The atmosphere and later the oceans fit the bill. Now they put the two together to continue the fiasco. Unfortunately, it is all at massive expense to society. Those expenses include the computers and the modeling time but worse the cost of applying the failed results to global energy and environmental issues.

Let’s stop pretending and wasting money and time. Remove that funding and nobody would spend private money to work on climate forecast models.

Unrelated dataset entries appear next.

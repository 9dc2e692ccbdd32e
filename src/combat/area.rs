//! Ground-plane overlap tests used for hit detection.
//!
//! Everything here works on the XZ plane; height is ignored.

use bevy::prelude::*;

use crate::movement::components::from_xz;

/// True if two circles on the ground plane touch.
pub fn circles_overlap(a: Vec3, radius_a: f32, b: Vec3, radius_b: f32) -> bool {
    let reach = radius_a + radius_b;
    from_xz(a).distance_squared(from_xz(b)) <= reach * reach
}

/// An oriented box on the ground plane, described relative to an origin and a facing.
///
/// The box is centred `forward_offset` units in front of the origin, extends
/// `half_length` along the facing and `half_width` across it.
#[derive(Debug, Clone, Copy, PartialEq)]
pub struct AreaBox {
    pub half_width: f32,
    pub half_length: f32,
    pub forward_offset: f32,
}

impl AreaBox {
    pub fn new(half_width: f32, half_length: f32, forward_offset: f32) -> Self {
        Self {
            half_width,
            half_length,
            forward_offset,
        }
    }

    /// The same box stretched back over `distance` units of travel, so a test at
    /// the end of a move covers every position along it.
    pub fn swept(&self, distance: f32) -> Self {
        let half = distance.max(0.0) / 2.0;
        Self::new(
            self.half_width,
            self.half_length + half,
            self.forward_offset - half,
        )
    }

    /// Does a circle at `point` with `radius` touch the box placed at `origin` facing `facing`?
    pub fn overlaps_circle(&self, origin: Vec3, facing: Vec3, point: Vec3, radius: f32) -> bool {
        let forward = from_xz(facing).normalize_or_zero();
        if forward == Vec2::ZERO {
            return false;
        }
        let across = forward.perp();

        let center = from_xz(origin) + forward * self.forward_offset;
        let local = from_xz(point) - center;
        let along = local.dot(forward);
        let side = local.dot(across);

        let closest = Vec2::new(
            along.clamp(-self.half_length, self.half_length),
            side.clamp(-self.half_width, self.half_width),
        );
        Vec2::new(along, side).distance_squared(closest) <= radius * radius
    }
}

I used to argue that there was some small value in playing with climate models in a laboratory, with only a scientific responsibility for the accuracy, feasibility, and applicability. It is clear they do not fulfill those responsibilities. Now I realize that position was wrong. When model results are used as the sole basis for government policy, there is no value.

It is a massive cost and detriment to society, which is what the Intergovernmental Panel on Climate Change (IPCC) was specifically designed to do.The IPCC has one small value. It illustrates all the problems identified in the previous comments. Laboratory-generated climate models are manipulated outside of even basic scientific rigor in government weather offices or academia, and then become the basis of public policy through the Summary for Policymakers (SPM).

Another value of the IPCC Physical Science Basis Reports is they provide a detailed listing of why models can’t and don’t work. Too bad few read or understand them. If they did, they would realize the limitations are such that they preclude any chance of success.